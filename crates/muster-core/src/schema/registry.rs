//! Versioned schema registry with atomic snapshot publication.
//!
//! Publishing parses and validates the source, then swaps in a new
//! immutable snapshot under a single version number. Readers clone an
//! `Arc` and never observe a half-applied schema.

use std::collections::HashSet;
use std::sync::Arc;

use parking_lot::RwLock;
use thiserror::Error;

use super::ast::{RewriteExpr, Schema, TypeDef};
use super::parser::parse_schema;
use crate::ResolveError;

/// Relations without an expression hold direct tuples.
static DIRECT: RewriteExpr = RewriteExpr::This;

#[derive(Debug, Error)]
pub enum SchemaError {
    #[error("Parse error: {0}")]
    Parse(String),

    #[error("Duplicate type definition: {0}")]
    DuplicateType(String),

    #[error("Duplicate relation {relation} on type {object_type}")]
    DuplicateRelation {
        object_type: String,
        relation: String,
    },

    #[error("Relation name {relation} on type {object_type} is reserved")]
    ReservedName {
        object_type: String,
        relation: String,
    },

    #[error("Relation {relation} on type {object_type} references unknown relation {target}")]
    UnknownReference {
        object_type: String,
        relation: String,
        target: String,
    },

    #[error("Cyclic relation reference on type {object_type}: {}", .chain.join(" -> "))]
    CyclicRelation {
        object_type: String,
        chain: Vec<String>,
    },
}

/// An immutable published schema at a specific version.
#[derive(Debug, Clone)]
pub struct SchemaSnapshot {
    pub version: u64,
    pub source: String,
    pub schema: Schema,
}

impl SchemaSnapshot {
    fn empty() -> Self {
        Self {
            version: 0,
            source: String::new(),
            schema: Schema::new(Vec::new()),
        }
    }

    /// Resolve the rewrite expression for a relation. A relation
    /// defined without an expression behaves as `this`.
    pub fn resolve(&self, object_type: &str, relation: &str) -> crate::Result<&RewriteExpr> {
        let type_def = self
            .schema
            .find_type(object_type)
            .ok_or_else(|| ResolveError::UnknownObjectType(object_type.to_string()))?;

        let relation_def = type_def.find_relation(relation).ok_or_else(|| {
            ResolveError::UnknownRelation {
                object_type: object_type.to_string(),
                relation: relation.to_string(),
            }
        })?;

        Ok(relation_def.expr.as_ref().unwrap_or(&DIRECT))
    }

    pub fn has_type(&self, object_type: &str) -> bool {
        self.schema.find_type(object_type).is_some()
    }

    pub fn has_relation(&self, object_type: &str, relation: &str) -> bool {
        self.schema
            .find_type(object_type)
            .and_then(|t| t.find_relation(relation))
            .is_some()
    }
}

/// Registry holding the active schema snapshot.
///
/// Versions are dense and strictly increasing, starting at 1 for the
/// first publish. Version 0 is the built-in empty schema.
pub struct SchemaRegistry {
    active: RwLock<Arc<SchemaSnapshot>>,
}

impl SchemaRegistry {
    pub fn new() -> Self {
        Self {
            active: RwLock::new(Arc::new(SchemaSnapshot::empty())),
        }
    }

    /// Create a registry with an initial schema already published.
    pub fn with_schema(source: &str) -> Result<Self, SchemaError> {
        let registry = Self::new();
        registry.publish(source)?;
        Ok(registry)
    }

    /// Parse, validate, and atomically activate a new schema. Returns
    /// the version assigned to it. On error the active snapshot is
    /// left untouched.
    pub fn publish(&self, source: &str) -> Result<u64, SchemaError> {
        let schema = parse_schema(source)?;
        validate(&schema)?;

        let mut active = self.active.write();
        let version = active.version + 1;
        *active = Arc::new(SchemaSnapshot {
            version,
            source: source.to_string(),
            schema,
        });
        Ok(version)
    }

    /// The currently active snapshot.
    pub fn snapshot(&self) -> Arc<SchemaSnapshot> {
        self.active.read().clone()
    }
}

impl Default for SchemaRegistry {
    fn default() -> Self {
        Self::new()
    }
}

fn validate(schema: &Schema) -> Result<(), SchemaError> {
    let mut seen_types = HashSet::new();

    for type_def in &schema.types {
        if !seen_types.insert(type_def.name.as_str()) {
            return Err(SchemaError::DuplicateType(type_def.name.clone()));
        }

        let mut seen_relations = HashSet::new();
        for relation in &type_def.relations {
            if relation.name == "this" {
                return Err(SchemaError::ReservedName {
                    object_type: type_def.name.clone(),
                    relation: relation.name.clone(),
                });
            }
            if !seen_relations.insert(relation.name.as_str()) {
                return Err(SchemaError::DuplicateRelation {
                    object_type: type_def.name.clone(),
                    relation: relation.name.clone(),
                });
            }
        }

        for relation in &type_def.relations {
            let Some(expr) = &relation.expr else { continue };

            let mut refs = Vec::new();
            expr.same_object_refs(&mut refs);
            for target in refs {
                if type_def.find_relation(target).is_none() {
                    return Err(SchemaError::UnknownReference {
                        object_type: type_def.name.clone(),
                        relation: relation.name.clone(),
                        target: target.to_string(),
                    });
                }
            }
        }

        for relation in &type_def.relations {
            let mut visited = HashSet::new();
            let mut path = vec![relation.name.clone()];
            if let Some(chain) = detect_cycle(type_def, &relation.name, &mut visited, &mut path) {
                return Err(SchemaError::CyclicRelation {
                    object_type: type_def.name.clone(),
                    chain,
                });
            }
        }
    }

    Ok(())
}

/// Walk same-object references looking for a path back into `path`.
/// The far side of a tupleset walk crosses to another object and is
/// bounded at check time instead.
fn detect_cycle(
    type_def: &TypeDef,
    relation: &str,
    visited: &mut HashSet<String>,
    path: &mut Vec<String>,
) -> Option<Vec<String>> {
    let expr = type_def.find_relation(relation).and_then(|r| r.expr.as_ref())?;

    let mut refs = Vec::new();
    expr.same_object_refs(&mut refs);

    for target in refs {
        if path.iter().any(|p| p == target) {
            let start = path.iter().position(|p| p == target).unwrap_or(0);
            let mut chain = path[start..].to_vec();
            chain.push(target.to_string());
            return Some(chain);
        }

        if visited.contains(target) {
            // Already explored without finding a cycle
            continue;
        }
        visited.insert(target.to_string());

        path.push(target.to_string());
        if let Some(chain) = detect_cycle(type_def, target, visited, path) {
            return Some(chain);
        }
        path.pop();
    }

    None
}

------------------------------------

Above this task is a listing. Restate, word for word and with nothing added, the lines from the one with "let type_def = self" through the one with "pub fn with_schema(source: &str)".

        let type_def = self
            .schema
            .find_type(object_type)
            .ok_or_else(|| ResolveError::UnknownObjectType(object_type.to_string()))?;

        let relation_def = type_def.find_relation(relation).ok_or_else(|| {
            ResolveError::UnknownRelation {
                object_type: object_type.to_string(),
                relation: relation.to_string(),
            }
        })?;

        Ok(relation_def.expr.as_ref().unwrap_or(&DIRECT))
    }

    pub fn has_type(&self, object_type: &str) -> bool {
        self.schema.find_type(object_type).is_some()
    }

    pub fn has_relation(&self, object_type: &str, relation: &str) -> bool {
        self.schema
            .find_type(object_type)
            .and_then(|t| t.find_relation(relation))
            .is_some()
    }
}

/// Registry holding the active schema snapshot.
///
/// Versions are dense and strictly increasing, starting at 1 for the
/// first publish. Version 0 is the built-in empty schema.
pub struct SchemaRegistry {
    active: RwLock<Arc<SchemaSnapshot>>,
}

impl SchemaRegistry {
    pub fn new() -> Self {
        Self {
            active: RwLock::new(Arc::new(SchemaSnapshot::empty())),
        }
    }

    /// Create a registry with an initial schema already published.
    pub fn with_schema(source: &str) -> Result<Self, SchemaError> {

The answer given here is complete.